[Source material]:
-- -- --

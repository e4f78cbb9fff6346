//! The byte-exchange primitive shared by both QSPI controller generations.

/// Chip select line on the QSPI bus.
///
/// Flash is normally on CS0; RP2350 can attach a second device, usually
/// PSRAM, to CS1.
#[derive(Copy, Clone, Debug, PartialEq, Eq, num_enum::IntoPrimitive)]
#[repr(u8)]
pub enum ChipSelect {
    Cs0 = 0,
    Cs1 = 1,
}

/// Outcome of a bus exchange.
///
/// `bytes` counts payload bytes which were fully exchanged, not including
/// any discarded leading bytes.
#[derive(Copy, Clone, Debug, PartialEq, Eq)]
#[must_use]
pub enum Transfer {
    Completed { bytes: usize },
    Aborted { bytes: usize },
}

impl Transfer {
    /// Number of payload bytes exchanged before completion or abort.
    #[inline(always)]
    pub fn bytes(&self) -> usize {
        match *self {
            Transfer::Completed { bytes } | Transfer::Aborted { bytes } => bytes,
        }
    }

    #[inline(always)]
    pub fn is_aborted(&self) -> bool {
        matches!(self, Transfer::Aborted { .. })
    }
}

/// Externally latched request to abandon the current exchange.
///
/// On hardware this is an input override readback on a QSPI data pin,
/// set by a debugger that wants the core back.
pub trait AbortLatch {
    fn aborted(&self) -> bool;
}

impl<F: Fn() -> bool> AbortLatch for F {
    #[cfg_attr(target_os = "none", link_section = ".data.ram_func")]
    #[inline(never)]
    fn aborted(&self) -> bool {
        self()
    }
}

/// Abort latch which never fires.
#[derive(Copy, Clone, Debug, Default)]
pub struct NeverAbort;

impl AbortLatch for NeverAbort {
    #[inline(always)]
    fn aborted(&self) -> bool {
        false
    }
}

/// Trait for QSPI controllers able to run raw serial exchanges with XIP disabled.
///
/// Implementations, and everything they call, must not live in flash.
pub trait FlashBus {
    /// Queue an opcode/address/dummy `header` for `cs` ahead of the next `exchange()`.
    ///
    /// Returns the number of bytes the controller will receive while shifting
    /// the header, which the following `exchange()` must skip.
    fn queue_header(&mut self, cs: ChipSelect, header: &[u8]) -> usize;

    /// Assert `cs`, shift `count` bytes of `tx` (or zeros) out while capturing
    /// `count` bytes into `rx` (or discarding them), then de-assert `cs`.
    ///
    /// The first `rx_skip` received bytes are dropped before capture starts.
    /// The abort latch is checked on every iteration; an aborted exchange
    /// drains the controller and still de-asserts `cs`.
    fn exchange(
        &mut self,
        cs: ChipSelect,
        tx: Option<&[u8]>,
        rx: Option<&mut [u8]>,
        count: usize,
        rx_skip: usize,
    ) -> Transfer;

    /// Check the abort latch.
    fn aborted(&self) -> bool;

    /// Whether this controller can drive `cs`.
    fn has_chip_select(&self, cs: ChipSelect) -> bool {
        matches!(cs, ChipSelect::Cs0)
    }
}

#[test]
fn test_transfer_bytes() {
    assert_eq!(Transfer::Completed { bytes: 4 }.bytes(), 4);
    assert_eq!(Transfer::Aborted { bytes: 2 }.bytes(), 2);
    assert!(Transfer::Aborted { bytes: 0 }.is_aborted());
    assert!(!Transfer::Completed { bytes: 0 }.is_aborted());
}

#[test]
fn test_closure_abort_latch() {
    let flag = core::cell::Cell::new(false);
    let latch = || flag.get();
    assert!(!latch.aborted());
    flag.set(true);
    assert!(latch.aborted());
    assert!(!NeverAbort.aborted());
}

-- -- --

[Task item]: For every line of the records above that holds the word "false", count one, and state the total only.

[Solution to the problem]: 2